EXCERPTED DATA Start Marker

/// Render every DefinedTermSet entity and register its fragments
///
/// Members are resolved through the reverse inDefinedTermSet edge and
/// sorted ascending by display label. An empty set renders the explicit
/// no-terms placeholder so the template never shows a malformed table.
pub fn build_term_sets(graph: &EntityGraph, fragments: &mut Fragments) {
    fragments.append(KEY_ALL_DEFINED_TERM_SETS, "## Defined Term Sets\n\n");

    for term_set in graph.of_type(DEFINED_TERM_SET_TYPE) {
        let set_id = extract_id(term_set).unwrap_or_default();
        let set_name = format!("Defined Term Set: {}", display_label(term_set));
        let set_anchor = anchor(&set_name);

        let mut summary = format!("### <a id=\"{}\"></a>{}\n\n", set_anchor, clean(&set_name));
        summary.push_str(&format!("ID: {}\n\n", clean(set_id)));
        summary.push_str(&format!("{}\n\n", clean(&description(term_set))));

        let mut terms = graph.referencing(IN_DEFINED_TERM_SET, set_id);
        if terms.is_empty() {
            summary.push_str(NO_TERMS_PLACEHOLDER);
        } else {
            terms.sort_by_key(|t| display_label(t).to_lowercase());

            for term in terms {
                let term_id = extract_id(term).unwrap_or_default();
                let term_name = format!("Defined Term: {}", display_label(term));
                let term_anchor = anchor(&term_name);
                let link = if is_http_uri(term_id) {
                    format!(
                        " <a href=\"{}\" target=\"_blank\" rel=\"noopener\">\u{24d8}</a>",
                        clean(term_id)
                    )
                } else {
                    String::new()
                };
                summary.push_str(&format!(
                    "### <a id=\"{}\"></a>{}{}\n",
                    term_anchor,
                    clean(&term_name),
                    link
                ));
                summary.push_str(&format!("ID: {}\n\n", clean(term_id)));
                summary.push_str(&format!("{}\n\n", clean(&description(term))));
            }
        }
        summary.push('\n');

        fragments.insert(set_id, summary.clone());
        fragments.append(KEY_ALL_DEFINED_TERM_SETS, &summary);
    }
}

/// Render every ItemList entity and register its fragments
///
/// Two passes per list: a linked table-of-contents over the sorted
/// elements, then one anchored full-record section per element. The
/// summary pass reads as a contents block regardless of record size.
pub fn build_item_lists(graph: &EntityGraph, fragments: &mut Fragments) -> Result<(), ProfileError> {
    fragments.append(KEY_ALL_ITEM_LISTS, "## Item Lists\n\n");

    for list in graph.of_type(ITEM_LIST_TYPE) {
        let list_id = extract_id(list).unwrap_or_default();
        let list_name = format!("Item List: {}", display_label(list));
        let list_anchor = anchor(&list_name);

        let mut summary = format!(
            "### <a id=\"{}\"></a>{}\n\n",
            list_anchor,
            clean(&list_name)
        );
        summary.push_str(&format!("{}\n\n", clean(&description(list))));

        let mut items: Vec<&Value> = values(list, "itemListElement")
            .into_iter()
            .map(|v| graph.resolve(v))
            .collect();

        if items.is_empty() {
            summary.push_str(NO_TERMS_PLACEHOLDER);
        } else {
            items.sort_by_key(|i| display_label(i).to_lowercase());

            for item in &items {
                let item_id = extract_id(item).unwrap_or_default();
                summary.push_str(&format!(
                    "-  [{}](#{})\n ",
                    clean(&display_label(item)),
                    anchor(item_id)
                ));
            }
            summary.push_str("<hr/>\n\n");

            for item in &items {
                let item_id = extract_id(item).unwrap_or_default();
                summary.push_str(&format!(
                    "### <a id=\"{}\"></a><pre>\n {}\n</pre>\n\n",
                    anchor(item_id),
                    serde_json::to_string_pretty(item)?
                ));
                summary.push_str(&format!("ID: {}\n\n", clean(item_id)));
            }
        }

        fragments.insert(list_id, summary.clone());
        fragments.append(KEY_ALL_ITEM_LISTS, &summary);
    }
    Ok(())
}
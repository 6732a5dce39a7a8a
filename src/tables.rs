//! Class and property table rendering
//!
//! Produces the class documentation (cardinality narrative, cardinality
//! table, property table, accumulated examples) and the alphabetical
//! property index. Classes reach their properties through the reverse
//! domainIncludes edge; no inheritance is modeled.

use crate::anchor::anchor;
use crate::entity::{clean, description, display_label, extract_id, is_http_uri, ref_id, values};
use crate::graph::EntityGraph;
use crate::rules::{ClassRule, RuleSet};
use crate::sections::ExamplesOfType;
use crate::template::{Fragments, KEY_ALL};
use crate::vocab::{DOMAIN_INCLUDES, PROPERTY_TYPE, SPECIALIZATION_OF};

/// Link a type id to its class documentation anchor when the id names a
/// known entity, otherwise render the id as plain text
fn class_link(graph: &EntityGraph, id: &str) -> String {
    match graph.get(id) {
        Some(entity) => {
            let label = display_label(entity);
            format!(
                "<a href=\"#{}\">{}</a>",
                anchor(&format!("Class: {}", label)),
                clean(&label)
            )
        }
        None => clean(id),
    }
}

/// Render a property's permitted ranges as a comma-separated cell
///
/// Known range ids link to the class documentation; unknown ids render as
/// plain text; no declared range defaults to "Text".
fn range_cell(graph: &EntityGraph, ranges: &[String]) -> String {
    if ranges.is_empty() {
        return "Text".to_string();
    }
    ranges
        .iter()
        .map(|id| class_link(graph, id))
        .collect::<Vec<_>>()
        .join(", ")
}

/// Cardinality narrative for a class rule
///
/// Tier policy: no minimum -> MAY, minimum of zero -> SHOULD, positive
/// minimum -> MUST with the instance count; a positive maximum appends a
/// MAY upper-bound note.
fn cardinality_narrative(rule: &ClassRule) -> String {
    let mut out = match rule.min_count {
        None => "Instances of this type MAY be present in the crate.\n\n".to_string(),
        Some(0) => "Instances of this type SHOULD be present in the crate.\n\n".to_string(),
        Some(min) => format!(
            "At least {} instances of this type MUST be present in the crate.\n\n",
            min
        ),
    };
    if let Some(max) = rule.max_count {
        if max > 0 {
            out.push_str(&format!(
                "A maximum of {} instances of this type MAY be present in the crate.\n\n",
                max
            ));
        }
    }
    out
}

fn count_cell(count: Option<i64>) -> String {
    count.map(|n| n.to_string()).unwrap_or_else(|| "N/A".to_string())
}

/// Render every class rule and append the result to the `all` aggregate
///
/// Consumes the cross-reference accumulator filled by example extraction,
/// so examples must already be processed when this runs.
pub fn build_classes(
    graph: &EntityGraph,
    rules: &RuleSet,
    cross: &ExamplesOfType,
    fragments: &mut Fragments,
) {
    fragments.append(
        KEY_ALL,
        "## Types of entities (specializations of Classes) and expected Properties\n\n",
    );

    for rule in rules.classes.values() {
        let class_name = format!("Class: {}", rule.label);
        let mut summary = format!(
            "\n### <a id=\"{}\"></a> {}\n\n",
            anchor(&class_name),
            clean(&class_name)
        );
        summary.push_str(&format!("{}\n\n", clean(&rule.description)));
        summary.push_str(&cardinality_narrative(rule));

        summary.push_str("| Min Count | Max Count |\n");
        summary.push_str("| --------- | --------- |\n");
        summary.push_str(&format!(
            "| {} | {} |\n\n",
            count_cell(rule.min_count),
            count_cell(rule.max_count)
        ));

        summary.push_str("| Property | Required | Description | Range | Value |\n");
        summary.push_str("| -------- | -------- | ----------- | ----- | ----- |\n");

        if !rule.specializes.is_empty() {
            summary.push_str(&format!(
                "| @type | Yes |  |  | {} |\n",
                clean(&rule.specializes.join(", "))
            ));
        }

        if rule.properties.is_empty() {
            summary.push_str("\n*No properties defined for this class*\n\n");
        } else {
            // Required properties first, alphabetical within each group
            let mut props = rule.properties.clone();
            props.sort_by(|a, b| {
                b.required()
                    .cmp(&a.required())
                    .then_with(|| a.label.to_lowercase().cmp(&b.label.to_lowercase()))
            });

            for prop in &props {
                let prop_anchor = anchor(&format!("Property: {}", prop.label));
                summary.push_str(&format!(
                    "| <a href=\"#{}\">{}</a> | {} | {} | {} | {} |\n",
                    prop_anchor,
                    clean(&prop.label),
                    if prop.required() { "Yes" } else { "No" },
                    clean(&prop.description),
                    range_cell(graph, &prop.ranges),
                    clean(prop.fixed_value.as_deref().unwrap_or_default())
                ));
            }
        }

        summary.push('\n');

        if let Some(examples) = cross.section_for(&rule.id) {
            summary.push_str(&format!("### Examples of Type\n{}\n", examples));
        }

        fragments.insert(rule.id.clone(), summary.clone());
        fragments.append(KEY_ALL, &summary);
    }
}

/// Render the alphabetical all-properties index and append it to `all`
///
/// One anchored section per rdf:Property entity, with range and domain
/// ids resolved to local anchors when the id names a known entity.
pub fn build_property_index(graph: &EntityGraph, fragments: &mut Fragments) {
    let mut summary = "## All Properties\n\n".to_string();

    let mut properties = graph.of_type(PROPERTY_TYPE);
    properties.sort_by_key(|p| display_label(p).to_lowercase());

    for prop in properties {
        let prop_id = extract_id(prop).unwrap_or_default();
        let prop_name = format!("Property: {}", display_label(prop));
        let prop_anchor = anchor(&prop_name);

        // Outbound link to the base definition this property specializes
        let base_id = values(prop, SPECIALIZATION_OF)
            .into_iter()
            .find_map(ref_id)
            .unwrap_or_default();
        let link = if is_http_uri(base_id) {
            format!(
                " <a href=\"{}\" target=\"_blank\" rel=\"noopener\">\u{24d8}</a>",
                clean(base_id)
            )
        } else {
            String::new()
        };

        let ranges: Vec<String> = values(prop, "rangeIncludes")
            .into_iter()
            .filter_map(ref_id)
            .map(String::from)
            .collect();

        let domains = values(prop, DOMAIN_INCLUDES)
            .into_iter()
            .filter_map(ref_id)
            .map(|id| class_link(graph, id))
            .collect::<Vec<_>>()
            .join(", ");

        summary.push_str(&format!(
            "### <a id=\"{}\"></a> {}{}\n\n",
            prop_anchor,
            clean(&prop_name),
            link
        ));
        summary.push_str(&format!("ID: {}\n\n", clean(prop_id)));
        summary.push_str("| Description | Range | Occurs in Domain(s) |\n");
        summary.push_str("| ----------- | ----------- | ----------- |\n");
        summary.push_str(&format!(
            "| {} | {} | {} |\n",
            clean(&description(prop)),
            range_cell(graph, &ranges),
            domains
        ));
    }

    fragments.append(KEY_ALL, &summary);
}

#[cfg(test)]
mod tests {
    use super::*;
    use serde_json::json;

    fn book_profile() -> EntityGraph {
        EntityGraph::from_graph(vec![
            json!({
                "@id": "#Book",
                "@type": "rdfs:Class",
                "name": "Book",
                "description": "A published book",
                "sh:minCount": 1,
                "prov:specializationOf": {"@id": "https://schema.org/Book"}
            }),
            json!({
                "@id": "#title",
                "@type": "rdf:Property",
                "name": "title",
                "description": "The book title",
                "sh:minCount": 1,
                "domainIncludes": {"@id": "#Book"}
            }),
            json!({
                "@id": "#author",
                "@type": "rdf:Property",
                "name": "author",
                "domainIncludes": {"@id": "#Book"},
                "rangeIncludes": {"@id": "#Person"}
            }),
            json!({
                "@id": "#Person",
                "@type": "rdfs:Class",
                "name": "Person"
            }),
        ])
    }

    #[test]
    fn test_book_class_section_end_to_end() {
        let graph = book_profile();
        let rules = RuleSet::parse(&graph);
        let cross = ExamplesOfType::default();
        let mut fragments = Fragments::new();

        build_classes(&graph, &rules, &cross, &mut fragments);

        let book = fragments.get("#Book").unwrap();
        assert!(book.contains("At least 1 instances of this type MUST be present"));
        assert!(book.contains("| 1 | N/A |"));

        // exactly one required row, and it sorts before the optional one
        assert_eq!(book.matches("| Yes |").count(), 2); // @type row + title
        let title_pos = book.find(">title</a>").unwrap();
        let author_pos = book.find(">author</a>").unwrap();
        assert!(title_pos < author_pos);
    }

    #[test]
    fn test_cardinality_tiers() {
        let graph = EntityGraph::from_graph(vec![
            json!({"@id": "#may", "@type": "rdfs:Class", "name": "May"}),
            json!({"@id": "#should", "@type": "rdfs:Class", "name": "Should", "sh:minCount": 0}),
            json!({
                "@id": "#bounded",
                "@type": "rdfs:Class",
                "name": "Bounded",
                "sh:minCount": 2,
                "sh:maxCount": 5
            }),
        ]);
        let rules = RuleSet::parse(&graph);
        let cross = ExamplesOfType::default();
        let mut fragments = Fragments::new();
        build_classes(&graph, &rules, &cross, &mut fragments);

        assert!(fragments
            .get("#may")
            .unwrap()
            .contains("MAY be present in the crate"));
        assert!(fragments
            .get("#should")
            .unwrap()
            .contains("SHOULD be present in the crate"));
        let bounded = fragments.get("#bounded").unwrap();
        assert!(bounded.contains("At least 2 instances of this type MUST be present"));
        assert!(bounded.contains("A maximum of 5 instances of this type MAY be present"));
        assert!(bounded.contains("| 2 | 5 |"));
    }

    #[test]
    fn test_range_resolution() {
        let graph = book_profile();
        let rules = RuleSet::parse(&graph);
        let cross = ExamplesOfType::default();
        let mut fragments = Fragments::new();
        build_classes(&graph, &rules, &cross, &mut fragments);

        let book = fragments.get("#Book").unwrap();
        // known range id resolves to a class anchor
        assert!(book.contains("<a href=\"#class-person\">Person</a>"));
        // undeclared range defaults to Text (title row)
        assert!(book.contains("| Text |"));
    }

    #[test]
    fn test_no_properties_placeholder() {
        let graph = EntityGraph::from_graph(vec![json!({
            "@id": "#Lonely",
            "@type": "rdfs:Class",
            "name": "Lonely"
        })]);
        let rules = RuleSet::parse(&graph);
        let cross = ExamplesOfType::default();
        let mut fragments = Fragments::new();
        build_classes(&graph, &rules, &cross, &mut fragments);

        assert!(fragments
            .get("#Lonely")
            .unwrap()
            .contains("*No properties defined for this class*"));
    }

    #[test]
    fn test_examples_of_type_appended() {
        let graph = book_profile();
        let rules = RuleSet::parse(&graph);
        let mut cross = ExamplesOfType::default();
        cross.record("#Book", "-  [Example-1: #b](#example-1-b)\n\n".to_string());

        let mut fragments = Fragments::new();
        build_classes(&graph, &rules, &cross, &mut fragments);

        let book = fragments.get("#Book").unwrap();
        assert!(book.contains("### Examples of Type"));
        assert!(book.contains("[Example-1: #b](#example-1-b)"));
        // classes without recorded examples get no such section
        assert!(!fragments.get("#Person").unwrap().contains("Examples of Type"));
    }

    #[test]
    fn test_property_index_alphabetical() {
        let graph = book_profile();
        let mut fragments = Fragments::new();
        build_property_index(&graph, &mut fragments);

        let index = fragments.get(KEY_ALL).unwrap();
        assert!(index.contains("## All Properties"));
        let author_pos = index.find("Property: author").unwrap();
        let title_pos = index.find("Property: title").unwrap();
        assert!(author_pos < title_pos);

        // domain resolves back to the class anchor
        assert!(index.contains("<a href=\"#class-book\">Book</a>"));
    }
}
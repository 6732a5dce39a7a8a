//! Vocabulary definitions for profile crates
//!
//! JSON-LD keys, type names and role URIs used by profile crates,
//! plus the fixed locations the documentation generator links to.

/// Role URI marking a ResourceDescriptor as an example resource
pub const EXAMPLE_ROLE: &str = "http://www.w3.org/ns/dx/prof/role/example";

/// Type of entities describing profile resources (examples among them)
pub const RESOURCE_DESCRIPTOR_TYPE: &str = "ResourceDescriptor";

/// Type of class rule entities
pub const CLASS_TYPE: &str = "rdfs:Class";

/// Type of property rule entities
pub const PROPERTY_TYPE: &str = "rdf:Property";

/// Type of controlled-vocabulary entities
pub const DEFINED_TERM_SET_TYPE: &str = "DefinedTermSet";

/// Type of ordered-collection entities
pub const ITEM_LIST_TYPE: &str = "ItemList";

/// SHACL minimum-count constraint key
pub const MIN_COUNT: &str = "sh:minCount";

/// SHACL maximum-count constraint key
pub const MAX_COUNT: &str = "sh:maxCount";

/// Reverse edge connecting a property rule to the classes it applies to
pub const DOMAIN_INCLUDES: &str = "domainIncludes";

/// Permitted value types of a property rule
pub const RANGE_INCLUDES: &str = "rangeIncludes";

/// Reverse edge connecting a term to its term set
pub const IN_DEFINED_TERM_SET: &str = "inDefinedTermSet";

/// Link from a profile entity to the base definition it specializes
pub const SPECIALIZATION_OF: &str = "prov:specializationOf";

/// Root data entity type name (identifies the root class rule)
pub const ROOT_ENTITY_TYPE: &str = "Dataset";

/// Repository URL base for provenance links (branch segment appended)
pub const REPO_URL_BASE: &str =
    "https://github.com/language-research-technology/rocrate-profile-tools/blob";

/// Environment variables consulted when git branch detection fails,
/// in order of preference
pub const BRANCH_ENV_VARS: [&str; 3] = ["GITHUB_REF_NAME", "CI_COMMIT_REF_NAME", "BRANCH_NAME"];

/// Branch name used when detection and the environment chain both fail
pub const DEFAULT_BRANCH: &str = "main";

/// Standard metadata descriptor filename
pub const METADATA_DESCRIPTOR_ID: &str = "ro-crate-metadata.json";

EXCERPTED DATA End Marker

◆ **PROMPT**
Please transcribe the records exactly from their first line through the line holding "for term_set in", and leave out all others.

◆ **EXERCISE RESULT**
/// Render every DefinedTermSet entity and register its fragments
///
/// Members are resolved through the reverse inDefinedTermSet edge and
/// sorted ascending by display label. An empty set renders the explicit
/// no-terms placeholder so the template never shows a malformed table.
pub fn build_term_sets(graph: &EntityGraph, fragments: &mut Fragments) {
    fragments.append(KEY_ALL_DEFINED_TERM_SETS, "## Defined Term Sets\n\n");

    for term_set in graph.of_type(DEFINED_TERM_SET_TYPE) {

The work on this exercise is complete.